Big Tech Layoffs Continue, Startups Yet to Follow Suit on a Large Scale
Peter Walker noted that although the wave of layoffs at Big Tech companies continues, there has not yet been a large-scale manifestation of this in private equity startups.
However, he anticipates that Q2 2026 may be challenging. Hiring at startups has noticeably slowed, and the frequency of employee turnover has significantly decreased.
This phenomenon reflects the current differentiation and adjustment period in the tech industry, where large companies continue to optimize costs while startups remain in a cautious wait-and-see phase.
Source: Public Information
ABAB AI Insight
2023-2025 Meta, Google, Amazon, and other Big Tech companies have undergone multiple rounds of large-scale layoffs. Peter Walker's observations continue his long-term tracking of the tech job market. Previously, layoffs similar to those at the end of 2022 and the beginning of 2023 were mainly concentrated in publicly listed companies, while private equity startups had already begun to scale back hiring due to a tightening financing environment.

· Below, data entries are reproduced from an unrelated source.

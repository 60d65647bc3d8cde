use sea_orm::entity::prelude::*;
use sea_orm::{EntityTrait, ColumnTrait, QueryFilter, ActiveModelTrait, Set, DatabaseConnection};
use sea_orm::sea_query::Expr;
use uuid::Uuid;
use chrono::Utc;
use serde::{Deserialize, Serialize};

use crate::errors::ModelError;
use crate::user;

/// Bearer token row. Only the SHA-256 digest of the plaintext token is kept.
#[derive(Clone, Debug, PartialEq, DeriveEntityModel, Serialize, Deserialize)]
#[sea_orm(table_name = "personal_access_tokens")]
pub struct Model {
    #[sea_orm(primary_key, auto_increment = false)]
    pub id: Uuid,
    pub user_id: Uuid,
    pub name: String,
    #[sea_orm(unique)]
    #[serde(skip_serializing)]
    pub token_hash: String,
    pub last_used_at: Option<DateTimeWithTimeZone>,
    pub created_at: DateTimeWithTimeZone,
}

#[derive(Copy, Clone, Debug, EnumIter)]
pub enum Relation { User }

impl RelationTrait for Relation {
    fn def(&self) -> RelationDef {
        match self {
            Relation::User => Entity::belongs_to(user::Entity)
                .from(Column::UserId)
                .to(user::Column::Id)
                .into(),
        }
    }
}

impl Related<user::Entity> for Entity {
    fn to() -> RelationDef { Relation::User.def() }
}

impl ActiveModelBehavior for ActiveModel {}

pub async fn create(
    db: &DatabaseConnection,
    user_id: Uuid,
    name: &str,
    token_hash: String,
) -> Result<Model, ModelError> {
    if token_hash.len() != 64 {
        return Err(ModelError::Validation("token hash must be a sha256 hex digest".into()));
    }
    let am = ActiveModel {
        id: Set(Uuid::new_v4()),
        user_id: Set(user_id),
        name: Set(name.to_string()),
        token_hash: Set(token_hash),
        last_used_at: Set(None),
        created_at: Set(Utc::now().into()),
    };
    am.insert(db).await.map_err(|e| ModelError::from_db(e, "token"))
}

pub async fn find_by_hash(db: &DatabaseConnection, token_hash: &str) -> Result<Option<Model>, ModelError> {
    Entity::find()
        .filter(Column::TokenHash.eq(token_hash))
        .one(db)
        .await
        .map_err(|e| ModelError::Db(e.to_string()))
}

/// Stamp `last_used_at` with the current time.
pub async fn touch(db: &DatabaseConnection, id: Uuid) -> Result<(), ModelError> {
    let now: DateTimeWithTimeZone = Utc::now().into();
    Entity::update_many()
        .col_expr(Column::LastUsedAt, Expr::value(now))
        .filter(Column::Id.eq(id))
        .exec(db)
        .await
        .map_err(|e| ModelError::Db(e.to_string()))?;
    Ok(())
}

/// Returns whether a row was removed.
pub async fn delete(db: &DatabaseConnection, id: Uuid) -> Result<bool, ModelError> {
    let res = Entity::delete_by_id(id).exec(db).await.map_err(|e| ModelError::Db(e.to_string()))?;
    Ok(res.rows_affected > 0)
}
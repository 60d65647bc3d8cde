use std::collections::BTreeMap;

use axum::Json;
use chrono::{DateTime, Utc};
use utoipa::OpenApi;
use utoipa::ToSchema;
use uuid::Uuid;

#[derive(ToSchema)]
pub struct HealthResponse { pub status: String }

#[derive(ToSchema)]
pub struct SignupRequest {
    pub name: String,
    pub email: String,
    pub password: String,
    pub password_confirmation: String,
}

#[derive(ToSchema)]
pub struct LoginRequest {
    pub email: String,
    pub password: String,
    /// Keep the `auth_token` cookie across browser sessions
    pub remember: Option<bool>,
}

#[derive(ToSchema)]
pub struct CreateUserRequest {
    pub name: String,
    pub email: String,
    pub password: String,
    pub password_confirmation: Option<String>,
}

/// Leave both password fields empty to keep the current password.
#[derive(ToSchema)]
pub struct UpdateUserRequest {
    pub name: String,
    pub email: String,
    pub password: Option<String>,
    pub password_confirmation: Option<String>,
}

#[derive(ToSchema)]
pub struct UserDoc {
    pub id: Uuid,
    pub name: String,
    pub email: String,
    pub created_at: DateTime<Utc>,
    pub updated_at: DateTime<Utc>,
}

#[derive(ToSchema)]
pub struct AuthSessionDoc {
    pub user: UserDoc,
    /// Bearer token; shown once
    pub token: String,
}

#[derive(ToSchema)]
pub struct PageMetaDoc {
    pub current_page: u64,
    pub per_page: u64,
    pub total: u64,
    pub last_page: u64,
}

#[derive(ToSchema)]
pub struct UserPageDoc {
    pub data: Vec<UserDoc>,
    pub meta: PageMetaDoc,
}

#[derive(ToSchema)]
pub struct MessageDoc { pub message: String }

#[derive(ToSchema)]
pub struct ValidationErrorDoc {
    pub message: String,
    pub errors: BTreeMap<String, Vec<String>>,
}

#[derive(OpenApi)]
#[openapi(
    paths(
        crate::routes::health,
        crate::routes::auth::signup,
        crate::routes::auth::login,
        crate::routes::auth::logout,
        crate::routes::auth::me,
        crate::routes::users::index,
        crate::routes::users::store,
        crate::routes::users::show,
        crate::routes::users::update,
        crate::routes::users::destroy,
    ),
    components(
        schemas(
            HealthResponse,
            SignupRequest,
            LoginRequest,
            CreateUserRequest,
            UpdateUserRequest,
            UserDoc,
            AuthSessionDoc,
            PageMetaDoc,
            UserPageDoc,
            MessageDoc,
            ValidationErrorDoc,
        )
    ),
    tags(
        (name = "health"),
        (name = "auth"),
        (name = "users")
    )
)]
pub struct ApiDoc;

pub async fn openapi_json() -> Json<utoipa::openapi::OpenApi> {
    Json(ApiDoc::openapi())
}
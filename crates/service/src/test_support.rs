#![cfg(test)]
use tokio::sync::OnceCell;
use sea_orm::DatabaseConnection;
use migration::MigratorTrait;
use models::db::{connect_with_config, DatabaseConfig};

// Ensure migrations run only once across the entire test process
static MIGRATED: OnceCell<bool> = OnceCell::const_new();

fn test_config() -> DatabaseConfig {
    let mut cfg = DatabaseConfig::from_file().unwrap_or_else(DatabaseConfig::from_env);
    cfg.max_connections = cfg.max_connections.max(10);
    cfg.min_connections = cfg.min_connections.min(1);
    cfg.acquire_timeout = std::time::Duration::from_secs(10);
    cfg
}

/// Fresh connection for the current test's runtime, or `None` when the
/// database tests are disabled or unreachable.
pub async fn get_db() -> Option<DatabaseConnection> {
    if std::env::var("SKIP_DB_TESTS").is_ok() || std::env::var("DATABASE_URL").is_err() {
        return None;
    }
    let migrated = *MIGRATED
        .get_or_init(|| async {
            match connect_with_config(&test_config()).await {
                Ok(db) => migration::Migrator::up(&db, None).await.is_ok(),
                Err(e) => {
                    eprintln!("skip: cannot connect to db: {}", e);
                    false
                }
            }
        })
        .await;
    if !migrated {
        return None;
    }
    connect_with_config(&test_config()).await.ok()
}
use thiserror::Error;

use crate::errors::ServiceError;
use crate::validation::FieldErrors;

/// Business errors for auth workflows
#[derive(Debug, Error)]
pub enum AuthError {
    #[error("validation failed: {0}")]
    Validation(FieldErrors),
    #[error("Provided email or password is incorrect")]
    InvalidCredentials,
    #[error("Unauthenticated.")]
    Unauthenticated,
    #[error("hashing error: {0}")]
    HashError(String),
    #[error("token error: {0}")]
    TokenError(String),
    #[error("repository error: {0}")]
    Repository(String),
}

impl AuthError {
    /// Stable numeric code for external mapping/logging
    pub fn code(&self) -> u16 {
        match self {
            AuthError::Validation(_) => 1001,
            AuthError::InvalidCredentials => 1004,
            AuthError::Unauthenticated => 1005,
            AuthError::HashError(_) => 1101,
            AuthError::TokenError(_) => 1102,
            AuthError::Repository(_) => 1200,
        }
    }
}

impl From<ServiceError> for AuthError {
    fn from(err: ServiceError) -> Self {
        match err {
            ServiceError::Validation(fields) => AuthError::Validation(fields),
            ServiceError::Hash(msg) => AuthError::HashError(msg),
            other => AuthError::Repository(other.to_string()),
        }
    }
}

#[cfg(test)]
mod tests {
    use super::*;

    #[test]
    fn codes_are_stable() {
        assert_eq!(AuthError::InvalidCredentials.code(), 1004);
        assert_eq!(AuthError::Unauthenticated.code(), 1005);
        assert_eq!(AuthError::InvalidCredentials.to_string(), "Provided email or password is incorrect");
    }

    #[test]
    fn service_errors_convert() {
        let v: AuthError = ServiceError::Validation(FieldErrors::taken("email")).into();
        assert!(matches!(v, AuthError::Validation(_)));
        let h: AuthError = ServiceError::Hash("bad".into()).into();
        assert_eq!(h.code(), 1101);
        let r: AuthError = ServiceError::Db("down".into()).into();
        assert_eq!(r.code(), 1200);
    }
}
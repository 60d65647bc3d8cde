//! Custom rule functions referenced from `#[validate(custom(..))]`.
//! The error code selects the rendered message.

use validator::ValidationError;

pub fn required(value: &str) -> Result<(), ValidationError> {
    if value.trim().is_empty() {
        return Err(ValidationError::new("required"));
    }
    Ok(())
}

/// Password complexity: at least one uppercase and one lowercase letter, a
/// digit and a symbol. Returns one error per unmet class; blank values are
/// left to [`required`] and length to the `length` rule.
pub fn password(value: &str) -> Vec<ValidationError> {
    let mut failed = Vec::new();
    if value.trim().is_empty() {
        return failed;
    }
    let has_upper = value.chars().any(char::is_uppercase);
    let has_lower = value.chars().any(char::is_lowercase);
    if !(has_upper && has_lower) {
        failed.push(ValidationError::new("mixed_case"));
    }
    if !value.chars().any(|c| c.is_numeric()) {
        failed.push(ValidationError::new("numbers"));
    }
    if !value.chars().any(|c| !c.is_alphanumeric()) {
        failed.push(ValidationError::new("symbols"));
    }
    failed
}

#[cfg(test)]
mod tests {
    use super::*;

    fn code(r: Result<(), ValidationError>) -> Option<String> {
        r.err().map(|e| e.code.to_string())
    }

    #[test]
    fn required_rejects_blank() {
        assert_eq!(code(required("")), Some("required".into()));
        assert_eq!(code(required("   ")), Some("required".into()));
        assert!(required("x").is_ok());
    }

    fn codes(value: &str) -> Vec<String> {
        password(value).into_iter().map(|e| e.code.to_string()).collect()
    }

    #[test]
    fn password_reports_every_missing_class() {
        assert!(codes("").is_empty());
        assert!(codes("        ").is_empty());
        assert_eq!(codes("alllower1!"), vec!["mixed_case"]);
        assert_eq!(codes("ALLUPPER1!"), vec!["mixed_case"]);
        assert_eq!(codes("NoDigits!"), vec!["numbers"]);
        assert_eq!(codes("NoSymbol1"), vec!["symbols"]);
        assert_eq!(codes("Password"), vec!["numbers", "symbols"]);
        assert_eq!(codes("lowercase"), vec!["mixed_case", "numbers", "symbols"]);
        assert!(codes("Secret123!").is_empty());
        assert!(codes("Pass word1").is_empty());
    }
}
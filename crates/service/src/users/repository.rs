use async_trait::async_trait;
use uuid::Uuid;

use super::domain::{NewUser, User, UserChanges};
use crate::errors::ServiceError;
use crate::pagination::Pagination;

/// Repository abstraction for user persistence.
///
/// `list` receives an already-trimmed search term; `None` lists everything.
/// Implementations order newest first and report the total match count.
#[async_trait]
pub trait UserRepository: Send + Sync {
    async fn insert(&self, user: NewUser) -> Result<User, ServiceError>;
    async fn find_by_id(&self, id: Uuid) -> Result<Option<User>, ServiceError>;
    async fn find_by_email(&self, email: &str) -> Result<Option<User>, ServiceError>;
    async fn email_taken(&self, email: &str, except: Option<Uuid>) -> Result<bool, ServiceError>;
    /// `Ok(None)` when `id` does not exist.
    async fn update(&self, id: Uuid, changes: UserChanges) -> Result<Option<User>, ServiceError>;
    /// Returns whether a record was removed.
    async fn delete(&self, id: Uuid) -> Result<bool, ServiceError>;
    async fn list(&self, search: Option<&str>, page: Pagination, max_per_page: u32) -> Result<(Vec<User>, u64), ServiceError>;
    async fn count(&self) -> Result<u64, ServiceError>;
}

/// In-memory store for tests and database-less development.
pub mod memory {
    use super::*;
    use chrono::Utc;
    use tokio::sync::RwLock;

    use crate::validation::FieldErrors;

    /// Records kept in insertion order; the uniqueness check and the write
    /// happen under the same lock.
    #[derive(Default)]
    pub struct InMemoryUserRepository {
        users: RwLock<Vec<User>>,
    }

    impl InMemoryUserRepository {
        pub fn new() -> Self { Self::default() }
    }

    fn matches(user: &User, needle: &str) -> bool {
        user.name.to_lowercase().contains(needle) || user.email.to_lowercase().contains(needle)
    }

    #[async_trait]
    impl UserRepository for InMemoryUserRepository {
        async fn insert(&self, user: NewUser) -> Result<User, ServiceError> {
            let mut users = self.users.write().await;
            if users.iter().any(|u| u.email == user.email) {
                return Err(ServiceError::Validation(FieldErrors::taken("email")));
            }
            let now = Utc::now();
            let created = User {
                id: Uuid::new_v4(),
                name: user.name,
                email: user.email,
                password_hash: user.password_hash,
                created_at: now,
                updated_at: now,
            };
            users.push(created.clone());
            Ok(created)
        }

        async fn find_by_id(&self, id: Uuid) -> Result<Option<User>, ServiceError> {
            Ok(self.users.read().await.iter().find(|u| u.id == id).cloned())
        }

        async fn find_by_email(&self, email: &str) -> Result<Option<User>, ServiceError> {
            Ok(self.users.read().await.iter().find(|u| u.email == email).cloned())
        }

        async fn email_taken(&self, email: &str, except: Option<Uuid>) -> Result<bool, ServiceError> {
            let users = self.users.read().await;
            Ok(users.iter().any(|u| u.email == email && Some(u.id) != except))
        }

        async fn update(&self, id: Uuid, changes: UserChanges) -> Result<Option<User>, ServiceError> {
            let mut users = self.users.write().await;
            if users.iter().any(|u| u.email == changes.email && u.id != id) {
                return Err(ServiceError::Validation(FieldErrors::taken("email")));
            }
            let Some(user) = users.iter_mut().find(|u| u.id == id) else {
                return Ok(None);
            };
            user.name = changes.name;
            user.email = changes.email;
            if let Some(hash) = changes.password_hash {
                user.password_hash = hash;
            }
            user.updated_at = Utc::now();
            Ok(Some(user.clone()))
        }

        async fn delete(&self, id: Uuid) -> Result<bool, ServiceError> {
            let mut users = self.users.write().await;
            let before = users.len();
            users.retain(|u| u.id != id);
            Ok(users.len() != before)
        }

        async fn list(&self, search: Option<&str>, page: Pagination, max_per_page: u32) -> Result<(Vec<User>, u64), ServiceError> {
            let (idx, per_page) = page.normalize_with(max_per_page);
            let needle = search.map(str::to_lowercase);
            let users = self.users.read().await;
            let hits: Vec<&User> = users
                .iter()
                .rev()
                .filter(|u| needle.as_deref().map_or(true, |n| matches(u, n)))
                .collect();
            let total = hits.len() as u64;
            let data = hits
                .into_iter()
                .skip((idx * per_page) as usize)
                .take(per_page as usize)
                .cloned()
                .collect();
            Ok((data, total))
        }

        async fn count(&self) -> Result<u64, ServiceError> {
            Ok(self.users.read().await.len() as u64)
        }
    }
}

In terms of capital flow, VC funds are still in a wait-and-see mode. Startups are controlling their cash burn rate by reducing hiring and lowering employee turnover while retaining core teams in anticipation of the next round of financing. Big Tech, on the other hand, is continuously optimizing their organizational structure using mature cash flows, investing cost savings into AI infrastructure, creating a phase of coexistence characterized by "large companies downsizing + small companies tightening."
Similar to the hiring freeze in startups following rapid interest rate hikes in 2022-2023, and the historical tech cycle where layoffs in publicly listed companies eventually affected the entire ecosystem, the current tech industry is in a transitional window from Big Tech cost optimization to comprehensive pressure on startups before Q2.
Essentially, this represents capital concentration: during economic adjustments, human capital is shifted from surplus positions to core businesses, reallocating resources from redundant departments in Big Tech and the expansion impulses of startups to lean team configurations. Mechanically, this is achieved through hiring freezes and low turnover to extend survival cycles, reserving talent and cash for a new round of AI-driven growth.
ABAB News · Law of Cognition
Large companies first lay off to clear inventory, followed by small companies tightening financing; cyclical adjustments always transmit layer by layer. Reduced hiring and decreased turnover do not indicate market death, but rather that capital is forcing all companies to become more focused. The real winter, from the noisy layoffs of Big Tech, quietly enters the quiet tightening of startups.